ストーリー
夜帰所属の臨時調査員。風に向かって飛び立つ雲雀のように、真っ直ぐに育てられた少女は、今日も人々を守るために努力を続ける。
測定材料:【周波数スペクトル報告RA1011-G】 共鳴時間・共鳴原因は不明。幼少期、常人には感知できないものに対し微かな反応を示す。 音痕は額中部にある。共鳴後すぐは物理的変化がなかったが、 周波数エナジーの影響で髪の毛の末端が羽状に変化した。 また、付近の気流と同調することが可能。それにより、「風」に含まれる情報を読み、「風」を一点に集める。 周波数スペクトルは「気流」、「ヒバリ科ヒバリ属」とも20%以上の類似を示した。 また、共振現象は強いが多数の既知周波数スペクトルと5%ほどの類似を示しており、 複数共鳴源あるいは共鳴源自身が発散性を持つため、共鳴源の完全特定には至っていない。 ラベル曲線が全体的に緩やかに上昇し、現在は安定した状態を示す。自然型共鳴者と認定する。
精巧にできているリボン。いつもある青色の帽子と一緒に付けており、秧秧のシンボルとなっている。 これは故郷を立つ前に、お母さんからもらったプレゼントである。秧秧にとって、お母さんの祝福であり、旅の始まりでもある。初めてこのリボンを付けた時の決意は、いつまでも胸に灯している。

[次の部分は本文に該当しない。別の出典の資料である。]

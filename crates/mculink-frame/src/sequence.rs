use crate::codec::{MESSAGE_DEST, MESSAGE_SEQ_MASK};

const SEQ_SPAN: u64 = MESSAGE_SEQ_MASK as u64 + 1;

/// The sequence byte sent on the wire for a 64-bit counter.
pub fn wire_seq(seq: u64) -> u8 {
    MESSAGE_DEST | (seq as u8 & MESSAGE_SEQ_MASK)
}

/// Extend a 4-bit wire sequence to the 64-bit counter it belongs to.
///
/// The result is the first counter at or after `prior` whose low nibble
/// matches `wire`, so it never moves backwards and advances by less than 16.
pub fn reconstruct_seq(prior: u64, wire: u8) -> u64 {
    let rseq = (prior & !u64::from(MESSAGE_SEQ_MASK)) | u64::from(wire & MESSAGE_SEQ_MASK);
    if rseq < prior {
        rseq + SEQ_SPAN
    } else {
        rseq
    }
}
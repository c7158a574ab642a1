use std::io::{ErrorKind, Write};

use bytes::BytesMut;

use crate::codec::{encode_block, MESSAGE_MAX};
use crate::error::{FrameError, Result};

/// Writes blocks (or pre-encoded runs of blocks) to any `Write` stream.
///
/// Writes are all-or-nothing from the caller's view: partial writes and
/// `WouldBlock` on a non-blocking descriptor are retried until every byte
/// has been handed to the stream.
pub struct BlockWriter<T> {
    inner: T,
    buf: BytesMut,
}

impl<T: Write> BlockWriter<T> {
    pub fn new(inner: T) -> Self {
        Self {
            inner,
            buf: BytesMut::with_capacity(MESSAGE_MAX),
        }
    }

    /// Encode and send one block.
    pub fn send(&mut self, seq: u64, payload: &[u8]) -> Result<()> {
        self.buf.clear();
        encode_block(seq, payload, &mut self.buf)?;
        let encoded = self.buf.split().freeze();
        self.write_raw(&encoded)
    }

    /// Send bytes that are already framed (e.g. a retransmit window).
    pub fn write_raw(&mut self, bytes: &[u8]) -> Result<()> {
        let mut offset = 0usize;
        while offset < bytes.len() {
            match self.inner.write(&bytes[offset..]) {
                Ok(0) => return Err(FrameError::ConnectionClosed),
                Ok(n) => offset += n,
                Err(err) if err.kind() == ErrorKind::Interrupted => continue,
                Err(err) if err.kind() == ErrorKind::WouldBlock => {
                    std::thread::yield_now();
                    continue;
                }
                Err(err) => return Err(FrameError::Io(err)),
            }
        }

        self.flush()
    }

    /// Flush the underlying stream.
    pub fn flush(&mut self) -> Result<()> {
        loop {
            match self.inner.flush() {
                Ok(()) => return Ok(()),
                Err(err) if err.kind() == ErrorKind::Interrupted => continue,
                Err(err) if err.kind() == ErrorKind::WouldBlock => continue,
                Err(err) => return Err(FrameError::Io(err)),
            }
        }
    }

    /// Borrow the underlying stream.
    pub fn get_ref(&self) -> &T {
        &self.inner
    }

    /// Mutably borrow the underlying stream.
    pub fn get_mut(&mut self) -> &mut T {
        &mut self.inner
    }

    /// Consume the writer and return the inner stream.
    pub fn into_inner(self) -> T {
        self.inner
    }
}
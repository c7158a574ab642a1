use std::os::unix::net::UnixStream;
use std::path::Path;

use tracing::debug;

use crate::error::{Result, TransportError};
use crate::stream::SerialStream;

/// Maximum socket path length.
/// Unix `sockaddr_un.sun_path` is typically 108 bytes on Linux, 104 on macOS.
#[cfg(target_os = "linux")]
const MAX_PATH_LEN: usize = 108;
#[cfg(not(target_os = "linux"))]
const MAX_PATH_LEN: usize = 104;

/// Connect to an MCU exposed on a Unix domain socket (simulators, host MCU).
pub fn connect_unix(path: impl AsRef<Path>) -> Result<SerialStream> {
    let path = path.as_ref();

    let path_bytes = path.as_os_str().len();
    if path_bytes >= MAX_PATH_LEN {
        return Err(TransportError::PathTooLong {
            path: path.to_path_buf(),
            len: path_bytes,
            max: MAX_PATH_LEN,
        });
    }

    let stream = UnixStream::connect(path).map_err(|e| TransportError::Connect {
        path: path.to_path_buf(),
        source: e,
    })?;
    debug!(?path, "connected to unix socket mcu");
    Ok(SerialStream::from_unix(stream))
}
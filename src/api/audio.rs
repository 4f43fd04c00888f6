//! Standalone audio tracks (AU numbers)

use super::{ApiClient, data_of, require_i64, str_or_empty};
use crate::error::{Error, Result};
use serde::{Deserialize, Serialize};
use serde_json::Value;

const SONG_INFO_PATH: &str = "/audio/music-service-c/web/song/info";
const SONG_URL_PATH: &str = "/audio/music-service-c/web/url";

/// Metadata of an audio track
#[derive(Clone, Debug, PartialEq, Eq, Serialize, Deserialize)]
pub struct AudioInfo {
    /// AU number
    pub id: i64,
    /// Track title
    pub title: String,
    /// Uploader's display name
    pub author: String,
    /// Duration in seconds
    pub duration: i64,
}

/// Resolved download location of an audio track
#[derive(Clone, Debug, PartialEq, Eq, Serialize, Deserialize)]
pub struct AudioDownloadUrl {
    /// CDN URLs, best first
    pub cdns: Vec<String>,
    /// Declared file size in bytes
    pub size: u64,
}

impl AudioDownloadUrl {
    /// The preferred CDN URL
    pub fn url(&self) -> Option<&str> {
        self.cdns.first().map(String::as_str)
    }
}

/// An audio track identified by its AU number
#[derive(Clone, Debug)]
pub struct Audio {
    client: ApiClient,
    auid: i64,
}

impl Audio {
    /// Create a handle for track `auid`
    pub fn new(client: ApiClient, auid: i64) -> Self {
        Self { client, auid }
    }

    /// AU number
    pub fn auid(&self) -> i64 {
        self.auid
    }

    /// Track metadata
    pub async fn info(&self) -> Result<AudioInfo> {
        let url = self.client.www_url(SONG_INFO_PATH);
        let document = self
            .client
            .get_json(&url, &[("sid", self.auid.to_string())])
            .await?;
        let data = data_of(&document);

        Ok(AudioInfo {
            id: require_i64(data, "id", "audio info")?,
            title: str_or_empty(data, "title"),
            author: str_or_empty(data, "author"),
            duration: data.get("duration").and_then(Value::as_i64).unwrap_or(0),
        })
    }

    /// Download URLs for the track
    pub async fn download_url(&self) -> Result<AudioDownloadUrl> {
        let url = self.client.www_url(SONG_URL_PATH);
        let document = self
            .client
            .get_json(
                &url,
                &[
                    ("sid", self.auid.to_string()),
                    ("privilege", "2".to_string()),
                    ("quality", "2".to_string()),
                ],
            )
            .await?;
        let data = data_of(&document);

        let cdns: Vec<String> = data
            .get("cdns")
            .and_then(Value::as_array)
            .map(|cdns| {
                cdns.iter()
                    .filter_map(Value::as_str)
                    .map(str::to_string)
                    .collect()
            })
            .unwrap_or_default();
        if cdns.is_empty() {
            return Err(Error::NoStream {
                item: format!("au{}", self.auid),
            });
        }

        Ok(AudioDownloadUrl {
            cdns,
            size: data.get("size").and_then(Value::as_u64).unwrap_or(0),
        })
    }
}
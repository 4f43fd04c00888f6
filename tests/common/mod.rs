//! Common test utilities for bili-audio-dl integration tests

#[allow(dead_code)]
pub mod config;
#[allow(dead_code)]
pub mod fixtures;

#[allow(unused_imports)]
pub use config::*;
#[allow(unused_imports)]
pub use fixtures::*;
//! Favorite lists (collections of videos)

use super::{ApiClient, data_of, require_i64, str_or_empty};
use crate::error::Result;
use chrono::{DateTime, Utc};
use serde::{Deserialize, Serialize};
use serde_json::Value;

const FOLDER_INFO_PATH: &str = "/x/v3/fav/folder/info";
const RESOURCE_LIST_PATH: &str = "/x/v3/fav/resource/list";
const CREATED_LIST_PATH: &str = "/x/v3/fav/folder/created/list-all";

/// Items per content page (the endpoint's maximum)
pub const PAGE_SIZE: u32 = 20;

/// Sort order of a favorite list's contents
#[derive(Clone, Copy, Debug, Default, PartialEq, Eq, Serialize, Deserialize)]
#[serde(rename_all = "lowercase")]
pub enum FavoriteListContentOrder {
    /// Most recently favorited first
    #[default]
    Mtime,
    /// Most played first
    View,
    /// Most recently published first
    Pubtime,
}

impl FavoriteListContentOrder {
    /// Query parameter value
    pub fn as_str(&self) -> &'static str {
        match self {
            FavoriteListContentOrder::Mtime => "mtime",
            FavoriteListContentOrder::View => "view",
            FavoriteListContentOrder::Pubtime => "pubtime",
        }
    }
}

/// A favorite folder
#[derive(Clone, Debug, PartialEq, Eq, Serialize, Deserialize)]
pub struct FavoriteFolder {
    /// Folder (media) id
    pub id: i64,
    /// Folder title
    pub title: String,
    /// Number of items in the folder
    pub media_count: i64,
    /// Owner's user id, when reported
    pub owner: Option<i64>,
}

impl FavoriteFolder {
    fn from_value(value: &Value) -> Result<Self> {
        Ok(Self {
            id: require_i64(value, "id", "favorite folder")?,
            title: str_or_empty(value, "title"),
            media_count: value
                .get("media_count")
                .and_then(Value::as_i64)
                .unwrap_or(0),
            owner: value
                .get("mid")
                .and_then(Value::as_i64)
                .or_else(|| value.pointer("/upper/mid").and_then(Value::as_i64)),
        })
    }
}

/// One video in a favorite list
#[derive(Clone, Debug, PartialEq, Eq, Serialize, Deserialize)]
pub struct FavoriteItem {
    /// Media id (the video's AV number)
    pub id: i64,
    /// BV id; empty for deleted or invalid media
    pub bvid: String,
    /// Title
    pub title: String,
    /// Number of pages
    pub page_count: i64,
    /// Duration in seconds
    pub duration: i64,
    /// When the item was favorited
    pub fav_time: Option<DateTime<Utc>>,
    /// Uploader's display name
    pub upper_name: String,
}

impl FavoriteItem {
    fn from_value(value: &Value) -> Result<Self> {
        Ok(Self {
            id: require_i64(value, "id", "favorite item")?,
            bvid: str_or_empty(value, "bvid"),
            title: str_or_empty(value, "title"),
            page_count: value.get("page").and_then(Value::as_i64).unwrap_or(1),
            duration: value.get("duration").and_then(Value::as_i64).unwrap_or(0),
            fav_time: value
                .get("fav_time")
                .and_then(Value::as_i64)
                .and_then(|secs| DateTime::from_timestamp(secs, 0)),
            upper_name: value
                .pointer("/upper/name")
                .and_then(Value::as_str)
                .unwrap_or_default()
                .to_string(),
        })
    }
}

/// One page of a favorite list's contents
#[derive(Clone, Debug, Default, PartialEq, Eq, Serialize, Deserialize)]
pub struct FavoritePage {
    /// Items on this page
    pub items: Vec<FavoriteItem>,
    /// Whether another page follows
    pub has_more: bool,
}

/// A favorite list identified by its media id
#[derive(Clone, Debug)]
pub struct FavoriteList {
    client: ApiClient,
    media_id: i64,
}

impl FavoriteList {
    /// Create a handle for the folder `media_id`
    pub fn new(client: ApiClient, media_id: i64) -> Self {
        Self { client, media_id }
    }

    /// Folder media id
    pub fn media_id(&self) -> i64 {
        self.media_id
    }

    /// The client this list queries through
    pub fn client(&self) -> &ApiClient {
        &self.client
    }

    /// Folder information
    pub async fn info(&self) -> Result<FavoriteFolder> {
        let url = self.client.api_url(FOLDER_INFO_PATH);
        let document = self
            .client
            .get_json(&url, &[("media_id", self.media_id.to_string())])
            .await?;
        FavoriteFolder::from_value(data_of(&document))
    }

    /// Raw content page document (one-based `page`)
    pub async fn content_document(
        &self,
        page: u32,
        keyword: Option<&str>,
        order: FavoriteListContentOrder,
    ) -> Result<Value> {
        let mut params = vec![
            ("media_id", self.media_id.to_string()),
            ("pn", page.to_string()),
            ("ps", PAGE_SIZE.to_string()),
            ("order", order.as_str().to_string()),
            ("type", "0".to_string()),
            ("tid", "0".to_string()),
        ];
        if let Some(keyword) = keyword.filter(|k| !k.is_empty()) {
            params.push(("keyword", keyword.to_string()));
        }

        let url = self.client.api_url(RESOURCE_LIST_PATH);
        self.client.get_json(&url, &params).await
    }

    /// One page of contents (one-based `page`)
    pub async fn content(
        &self,
        page: u32,
        keyword: Option<&str>,
        order: FavoriteListContentOrder,
    ) -> Result<FavoritePage> {
        let document = self.content_document(page, keyword, order).await?;
        let data = data_of(&document);

        let items = data
            .get("medias")
            .and_then(Value::as_array)
            .map(|medias| {
                medias
                    .iter()
                    .map(FavoriteItem::from_value)
                    .collect::<Result<Vec<_>>>()
            })
            .transpose()?
            .unwrap_or_default();

        Ok(FavoritePage {
            items,
            has_more: data
                .get("has_more")
                .and_then(Value::as_bool)
                .unwrap_or(false),
        })
    }

    /// Every item, following pages until the list reports no more
    pub async fn all_items(&self) -> Result<Vec<FavoriteItem>> {
        let mut items = Vec::new();
        let mut page = 1;
        loop {
            let content = self
                .content(page, None, FavoriteListContentOrder::Mtime)
                .await?;
            let empty = content.items.is_empty();
            items.extend(content.items);
            if !content.has_more || empty {
                break;
            }
            page += 1;
        }
        tracing::debug!(media_id = self.media_id, items = items.len(), pages = page, "listed favorite list");
        Ok(items)
    }

    /// Folders created by user `uid`
    pub async fn list_user_folders(client: &ApiClient, uid: i64) -> Result<Vec<FavoriteFolder>> {
        let url = client.api_url(CREATED_LIST_PATH);
        let document = client
            .get_json(&url, &[("up_mid", uid.to_string()), ("type", "2".to_string())])
            .await?;

        data_of(&document)
            .get("list")
            .and_then(Value::as_array)
            .map(|list| list.iter().map(FavoriteFolder::from_value).collect())
            .unwrap_or_else(|| Ok(Vec::new()))
    }
}

#[allow(clippy::unwrap_used, clippy::expect_used)]
#[cfg(test)]
mod tests {
    use super::*;
    use crate::config::HttpConfig;
    use serde_json::json;
    use wiremock::matchers::{method, path, query_param};
    use wiremock::{Mock, MockServer, ResponseTemplate};

    fn client_for(server: &MockServer) -> ApiClient {
        ApiClient::anonymous(&HttpConfig::default().with_base(server.uri())).unwrap()
    }

    fn media(id: i64) -> Value {
        json!({
            "id": id,
            "type": 2,
            "bvid": format!("BV{}", id),
            "title": format!("song {}", id),
            "page": 1,
            "duration": 200,
            "fav_time": 1700000000,
            "upper": {"mid": 7, "name": "up"}
        })
    }

    #[tokio::test]
    async fn info_parses_folder() {
        let server = MockServer::start().await;
        Mock::given(method("GET"))
            .and(path(FOLDER_INFO_PATH))
            .and(query_param("media_id", "123"))
            .respond_with(ResponseTemplate::new(200).set_body_json(json!({
                "code": 0,
                "data": {"id": 123, "title": "music", "media_count": 41, "mid": 7}
            })))
            .mount(&server)
            .await;

        let folder = FavoriteList::new(client_for(&server), 123).info().await.unwrap();
        assert_eq!(folder.title, "music");
        assert_eq!(folder.media_count, 41);
        assert_eq!(folder.owner, Some(7));
    }

    #[tokio::test]
    async fn content_sends_paging_params() {
        let server = MockServer::start().await;
        Mock::given(method("GET"))
            .and(path(RESOURCE_LIST_PATH))
            .and(query_param("pn", "2"))
            .and(query_param("ps", "20"))
            .and(query_param("order", "view"))
            .and(query_param("keyword", "live"))
            .respond_with(ResponseTemplate::new(200).set_body_json(json!({
                "code": 0,
                "data": {"medias": [media(5)], "has_more": false}
            })))
            .expect(1)
            .mount(&server)
            .await;

        let list = FavoriteList::new(client_for(&server), 123);
        let page = list
            .content(2, Some("live"), FavoriteListContentOrder::View)
            .await
            .unwrap();
        assert_eq!(page.items.len(), 1);
        let item = &page.items[0];
        assert_eq!(item.bvid, "BV5");
        assert_eq!(item.upper_name, "up");
        assert_eq!(item.fav_time.unwrap().timestamp(), 1700000000);
        assert!(!page.has_more);
    }

    #[tokio::test]
    async fn all_items_follows_has_more() {
        let server = MockServer::start().await;
        Mock::given(method("GET"))
            .and(path(RESOURCE_LIST_PATH))
            .and(query_param("pn", "1"))
            .respond_with(ResponseTemplate::new(200).set_body_json(json!({
                "code": 0,
                "data": {"medias": [media(1), media(2)], "has_more": true}
            })))
            .mount(&server)
            .await;
        Mock::given(method("GET"))
            .and(path(RESOURCE_LIST_PATH))
            .and(query_param("pn", "2"))
            .respond_with(ResponseTemplate::new(200).set_body_json(json!({
                "code": 0,
                "data": {"medias": [media(3)], "has_more": false}
            })))
            .mount(&server)
            .await;

        let items = FavoriteList::new(client_for(&server), 9)
            .all_items()
            .await
            .unwrap();
        let ids: Vec<i64> = items.iter().map(|i| i.id).collect();
        assert_eq!(ids, vec![1, 2, 3]);
    }

    #[tokio::test]
    async fn empty_folder_has_null_medias() {
        let server = MockServer::start().await;
        Mock::given(method("GET"))
            .and(path(RESOURCE_LIST_PATH))
            .respond_with(ResponseTemplate::new(200).set_body_json(json!({
                "code": 0,
                "data": {"medias": null, "has_more": false}
            })))
            .mount(&server)
            .await;

        let items = FavoriteList::new(client_for(&server), 9)
            .all_items()
            .await
            .unwrap();
        assert!(items.is_empty());
    }

    #[tokio::test]
    async fn user_folders_are_listed() {
        let server = MockServer::start().await;
        Mock::given(method("GET"))
            .and(path(CREATED_LIST_PATH))
            .and(query_param("up_mid", "7"))
            .and(query_param("type", "2"))
            .respond_with(ResponseTemplate::new(200).set_body_json(json!({
                "code": 0,
                "data": {"count": 2, "list": [
                    {"id": 1, "title": "default", "media_count": 3, "mid": 7},
                    {"id": 2, "title": "music", "media_count": 0, "mid": 7}
                ]}
            })))
            .mount(&server)
            .await;

        let folders = FavoriteList::list_user_folders(&client_for(&server), 7)
            .await
            .unwrap();
        assert_eq!(folders.len(), 2);
        assert_eq!(folders[1].title, "music");
    }
}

流れ息は常に発生し、常に消滅する。そういう風の囁きをいつも聞いている秧秧に、それを「記録する」考えが芽生えた。 白芷が音記録装置を改造し、最新のエナジー変換技術をそれに搭載させた。この装置のおかげで、秧秧が感じた流れ息を見える、感じられる情報スペクトルに保存できるようになった。 雪が山に落ちる音、知られていない物語、人を泣かせる感動の瞬間……自分の感じた真実を、秧秧はこうして記録している。
秧秧が子供の頃から手を加えてきた風鈴、そのピックは水晶を鳥の形に磨いたものである。 ピックは最初数個しかなかったが、秧秧が一つの地域を旅した都度、自分で集めたり、その地域の知り合いから贈られたりして、今では数十個になっている。長さと複雑さも当初より何倍になっている。 限りのある基盤が続いていく間、無限の可能性を持つようになった。新しいピックが追加されるたび、秧秧はデザインとピックの位置を調整し続けてきた。この風鈴はこれからどんな曲を奏でるかは、持ち主である秧秧にもわからない。しかし、初心を忘れずに自分を磨いていけば、いつかは成就できる。これが家族に教わった「一生一器」ということだ。